Start of RECORDS SUPPLIED

//! Application detail view: submission status, timeline and documents

use super::widgets::format_date;
use crate::app::App;
use crate::state::format_rupees;
use ratatui::{
    layout::Rect,
    style::{Color, Modifier, Style},
    text::{Line, Span},
    widgets::{Block, Borders, Paragraph, Wrap},
    Frame,
};

/// Draw the application detail view
pub fn draw(frame: &mut Frame, area: Rect, app: &App) {
    let Some(application) = app.state.viewed_application() else {
        let message = Paragraph::new("Application not found")
            .style(Style::default().fg(Color::Red))
            .block(
                Block::default()
                    .title(" Application ")
                    .borders(Borders::ALL)
                    .border_style(Style::default().fg(Color::Cyan)),
            );
        frame.render_widget(message, area);
        return;
    };

    let label = Style::default().fg(Color::DarkGray);
    let heading = Style::default()
        .fg(Color::Cyan)
        .add_modifier(Modifier::BOLD);

    let title = format!(
        " Tax Return {} ",
        application.tax_year.as_deref().unwrap_or("")
    );

    let mut content = vec![
        Line::from(vec![
            Span::raw("Status: "),
            Span::styled(&application.status, Style::default().fg(Color::Cyan)),
            Span::raw(" | Reference: "),
            Span::styled(
                application.reference_or_placeholder(),
                Style::default().fg(Color::White),
            ),
        ]),
        Line::from(vec![
            Span::styled("Created: ", label),
            Span::raw(format_date(application.created_at.as_ref())),
            Span::styled("  Updated: ", label),
            Span::raw(format_date(application.updated_at.as_ref())),
        ]),
        Line::from(""),
    ];

    if let Some(submission) = app.state.submission_for(&application.id) {
        content.push(Line::from(Span::styled("Submission", heading)));
        content.push(Line::from(vec![
            Span::styled("Payment: ", label),
            Span::raw(submission.payment_status.replace('_', " ")),
            Span::styled("  Tax payable: ", label),
            Span::raw(format!("Rs. {}", format_rupees(submission.tax_payable))),
        ]));
        content.push(Line::from(vec![
            Span::styled("Filed: ", label),
            Span::raw(format_date(submission.created_at.as_ref())),
        ]));
        content.push(Line::from(""));
    }

    content.push(Line::from(Span::styled("─".repeat(40), label)));
    content.push(Line::from(Span::styled("Timeline", heading)));
    if app.state.timeline.is_empty() {
        content.push(Line::from(Span::styled("No activity yet.", label)));
    } else {
        for entry in &app.state.timeline {
            content.push(Line::from(vec![
                Span::styled(format!("{}  ", format_date(entry.created_at.as_ref())), label),
                Span::raw(entry.title.clone()),
            ]));
            if !entry.description.is_empty() {
                content.push(Line::from(Span::styled(
                    format!("             {}", entry.description),
                    Style::default().fg(Color::Gray),
                )));
            }
        }
    }

    content.push(Line::from(""));
    content.push(Line::from(Span::styled("Documents", heading)));
    if app.state.documents.is_empty() {
        content.push(Line::from(Span::styled("No documents uploaded.", label)));
    } else {
        for doc in &app.state.documents {
            content.push(Line::from(vec![
                Span::styled(format!("[{}] ", doc.doc_type), Style::default().fg(Color::Magenta)),
                Span::raw(doc.name.clone()),
                Span::styled(format!("  {} KB", doc.size_bytes.div_ceil(1024)), label),
            ]));
        }
    }

    let paragraph = Paragraph::new(content)
        .block(
            Block::default()
                .title(title)
                .borders(Borders::ALL)
                .border_style(Style::default().fg(Color::Cyan)),
        )
        .wrap(Wrap { trim: false })
        .scroll((app.state.scroll_offset as u16, 0));

    frame.render_widget(paragraph, area);
}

End of RECORDS SUPPLIED

**TASK STATEMENT:**
Would you show each line of the listing above that has the string "title"?

**WRITTEN ANSWER:**
                    .title(" Application ")
    let title = format!(
                Span::raw(entry.title.clone()),
                .title(title)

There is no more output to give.